At international level, the country was poised to achieve the third pillar of the Millennium Development Goals (MDGs): Ensure that, by 2015, children everywhere would complete a full course of primary schooling.

Experts say the genesis of the rot education system is budget tracking – whether the funds are externally or internally sourced. They say the failure to make private business and public service mutually exclusive breeds corruption through public procurement.

"A budget is an expression of intent and choices. As a set of values that is also a statement of intent. It is also a policy statement, which if formulated, interpreted, and implemented transparently curbs wastage and guarantees outcomes. Both the intent and direction must be pro-poor," says the United Nations Millennium Development Deputy Director for Africa Charles Abugre.

In Kenya’s case, he says, education budget, just as in other sectors, is drawn in total secrecy, implemented opaquely that makes it impossible to measure its effectiveness. Budgetary distortions, he says, occur though clogged public procurement procedures. As a consequence of the massive corruption, Britain is withholding Sh1.2 billion grant. The US has also suspended Sh500 million education funding programme, citing entrenched pilferage. In the past, donors have tended to take the cue from the two, who are Kenya’s leading trading partners.

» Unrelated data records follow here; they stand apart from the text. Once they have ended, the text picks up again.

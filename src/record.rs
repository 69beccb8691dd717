//! The typed release record model.
//!
//! Records are produced by the loader after schema validation and never
//! mutated afterwards.

use semver::Version;
use serde::{Deserialize, Serialize};
use strum::{Display, EnumIter, EnumString, EnumVariantNames};
use time::{macros::format_description, Date, PrimitiveDateTime};

/// The category of a change, as used by both commits and changelog entries
#[derive(
    Copy,
    Clone,
    PartialEq,
    Eq,
    PartialOrd,
    Ord,
    Hash,
    Debug,
    EnumString,
    Display,
    EnumIter,
    EnumVariantNames,
)]
#[strum(serialize_all = "lowercase")]
pub enum ChangeType {
    Feat,
    Enhancement,
    Fix,
    Perf,
    Docs,
    Chore,
    Revert,
    Test,
    Security,
}

string_serde!(ChangeType);

impl ChangeType {
    /// The release notes section a change of this type is listed under
    pub fn section_title(&self) -> &'static str {
        match self {
            ChangeType::Feat => "New Features",
            ChangeType::Enhancement => "Enhancements",
            ChangeType::Fix => "Bug Fixes",
            ChangeType::Perf => "Performance",
            ChangeType::Docs => "Documentation",
            ChangeType::Chore => "Chores",
            ChangeType::Revert => "Reverts",
            ChangeType::Test => "Tests",
            ChangeType::Security => "Security",
        }
    }
}

/// An upcoming item announced alongside a release
#[derive(Debug, Clone, PartialEq, Eq, Serialize, Deserialize)]
pub struct WhatsNext {
    pub title: String,
    pub description: String,
}

/// A curated, user-facing changelog line
#[derive(Debug, Clone, PartialEq, Eq, Serialize, Deserialize)]
pub struct ChangelogEntry {
    #[serde(rename = "type")]
    pub change_type: ChangeType,
    #[serde(default, skip_serializing_if = "Vec::is_empty")]
    pub scopes: Vec<String>,
    pub description: String,
    #[serde(default, skip_serializing_if = "Vec::is_empty")]
    pub pr_numbers: Vec<u64>,
    #[serde(default, skip_serializing_if = "Vec::is_empty")]
    pub contributors: Vec<String>,
}

/// The struct representation of a single commit shipped in a release
#[derive(Debug, Clone, PartialEq, Eq, Serialize, Deserialize)]
pub struct CommitRecord {
    /// The 40 char hash
    pub sha: String,
    /// Commit timestamp, `YYYY-MM-DD HH:MM:SS UTC`
    pub date: String,
    pub description: String,
    /// The pull request the commit was merged from
    pub pr_number: u64,
    pub scopes: Vec<String>,
    #[serde(rename = "type")]
    pub change_type: ChangeType,
    pub breaking_change: bool,
    pub author: String,
    pub files_count: u64,
    pub insertions_count: u64,
    pub deletions_count: u64,
}

impl CommitRecord {
    /// The first 8 characters of the hash
    pub fn short_sha(&self) -> &str {
        self.sha.get(..8).unwrap_or(&self.sha)
    }

    /// Parses the commit timestamp.
    ///
    /// Loaded records have already been validated, so this only fails for
    /// hand-built values.
    pub fn timestamp(&self) -> Result<PrimitiveDateTime, time::error::Parse> {
        parse_timestamp(&self.date)
    }
}

/// One versioned entry describing a release, its notes and its commits
#[derive(Debug, Clone, Default, PartialEq, Eq, Serialize, Deserialize)]
pub struct ReleaseRecord {
    /// The key the record is stored under. Not part of the record body.
    #[serde(skip)]
    pub version: String,
    /// Release date, `YYYY-MM-DD`
    pub date: String,
    #[serde(default, skip_serializing_if = "Option::is_none")]
    pub codename: Option<String>,
    #[serde(default, skip_serializing_if = "Option::is_none")]
    pub description: Option<String>,
    #[serde(default, skip_serializing_if = "Vec::is_empty")]
    pub known_issues: Vec<String>,
    #[serde(default, skip_serializing_if = "Option::is_none")]
    pub vrl_changelog: Option<String>,
    pub whats_next: Vec<WhatsNext>,
    #[serde(default, skip_serializing_if = "Vec::is_empty")]
    pub changelog: Vec<ChangelogEntry>,
    pub commits: Vec<CommitRecord>,
}

impl ReleaseRecord {
    /// Parses the release date
    pub fn released_on(&self) -> Result<Date, time::error::Parse> {
        parse_date(&self.date)
    }

    /// The version key as a semantic version
    pub fn semver(&self) -> Option<Version> {
        Version::parse(&self.version).ok()
    }

    /// Commits flagged as breaking, in declaration order
    pub fn breaking_changes(&self) -> impl Iterator<Item = &CommitRecord> {
        self.commits.iter().filter(|c| c.breaking_change)
    }

    /// Distinct commit authors in the order they first appear
    pub fn contributors(&self) -> Vec<&str> {
        let mut seen: Vec<&str> = Vec::new();
        for commit in &self.commits {
            if !seen.contains(&commit.author.as_str()) {
                seen.push(&commit.author);
            }
        }
        seen
    }
}

pub(crate) fn parse_date(s: &str) -> Result<Date, time::error::Parse> {
    Date::parse(s, format_description!("[year]-[month]-[day]"))
}

pub(crate) fn parse_timestamp(s: &str) -> Result<PrimitiveDateTime, time::error::Parse> {
    PrimitiveDateTime::parse(
        s,
        format_description!("[year]-[month]-[day] [hour]:[minute]:[second] UTC"),
    )
}

#[cfg(test)]
mod tests {
    use pretty_assertions::assert_eq;
    use strum::{IntoEnumIterator, VariantNames};
    use time::Month;

    use super::*;

    fn commit(sha: &str, author: &str, breaking: bool) -> CommitRecord {
        CommitRecord {
            sha: sha.into(),
            date: "2022-10-28 21:39:49 UTC".into(),
            description: "something".into(),
            pr_number: 1,
            scopes: vec![],
            change_type: ChangeType::Fix,
            breaking_change: breaking,
            author: author.into(),
            files_count: 1,
            insertions_count: 2,
            deletions_count: 0,
        }
    }

    #[test]
    fn change_type_names() {
        assert_eq!(ChangeType::VARIANTS.len(), ChangeType::iter().count());
        for ty in ChangeType::iter() {
            assert_eq!(ty.to_string().parse::<ChangeType>().ok(), Some(ty));
        }
        assert_eq!(ChangeType::Enhancement.to_string(), "enhancement");
        assert!("Fix".parse::<ChangeType>().is_err());
    }

    #[test]
    fn parses_dates() {
        let rec = ReleaseRecord {
            date: "2022-11-04".into(),
            ..ReleaseRecord::default()
        };
        let date = rec.released_on().unwrap();
        assert_eq!(date.month(), Month::November);
        assert_eq!(date.day(), 4);

        let c = commit("8f43b656d23b013f4da07ddc8422b2140fb56ec9", "a", false);
        let ts = c.timestamp().unwrap();
        assert_eq!(ts.hour(), 21);
        assert_eq!(ts.second(), 49);
        assert!(parse_timestamp("2022-10-28T21:39:49Z").is_err());
    }

    #[test]
    fn short_sha() {
        let c = commit("8f43b656d23b013f4da07ddc8422b2140fb56ec9", "a", false);
        assert_eq!(c.short_sha(), "8f43b656");
        let c = commit("abc", "a", false);
        assert_eq!(c.short_sha(), "abc");
    }

    #[test]
    fn contributors_and_breaking() {
        let rec = ReleaseRecord {
            version: "1.2.3".into(),
            commits: vec![
                commit("a", "Jesse", false),
                commit("b", "Bruce", true),
                commit("c", "Jesse", false),
            ],
            ..ReleaseRecord::default()
        };
        assert_eq!(rec.contributors(), vec!["Jesse", "Bruce"]);
        assert_eq!(
            rec.breaking_changes().map(|c| c.sha.as_str()).collect::<Vec<_>>(),
            vec!["b"]
        );
        assert_eq!(rec.semver(), Some(Version::new(1, 2, 3)));
    }
}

Britain says the failure by the ministries of Finance and Education to account for Sh103million, budgeted for constructing new classrooms and buying textbooks informed her decision.

But TI tracking of the education budgets since 2003 reveals unprecedented impunity with fewer and fewer consumers accessing education. Fingers are pointing at officers in the two ministries, mandated to handle free primary education grants.

Irregular payment

The TI report, Kenya Education Sector Integrity Study, says: "Irregular payments to contractors with disregard to Government procurement regulations have been rampant. The Government’s typical response to this problem has been the establishment of taskforces to vet pending bills."

The study says the Sh103 million misappropriated by ministry officials will cost Sh1,020 a child and more than 100,000 pupils from poor backgrounds who would have benefited from the programme may not go to school.

"Furthermore, the freeze by the UK may also affect 8.6 million children in the free primary education programme." The report raises the question: "How did corruption rise in Kenya in the midst of laws and institutions to fight it?"

The answer lies in Abugre’s observation on Kenya’s political and socio-economic strata: "Kenya’s scares me. There is no distinction between politics and human life. When the values in the budget are wrong budgets, the procedures are easy to bend."

It is even more complicated because public servants are allowed to dabble in private business.

"They are suppliers who fiddle with figures to steal resources that would have gone into improvement of social services," he says.

"The scandal in education reflects lack of morality. If every leader has corruption in his closet, he does not fight corruption."

Abugre, who arrived in Kenya last November when the education funds scandal had exploded, says it is unfortunate that the minister and permanent secretary at the centre of the scandal are taking responsibility to the scandal.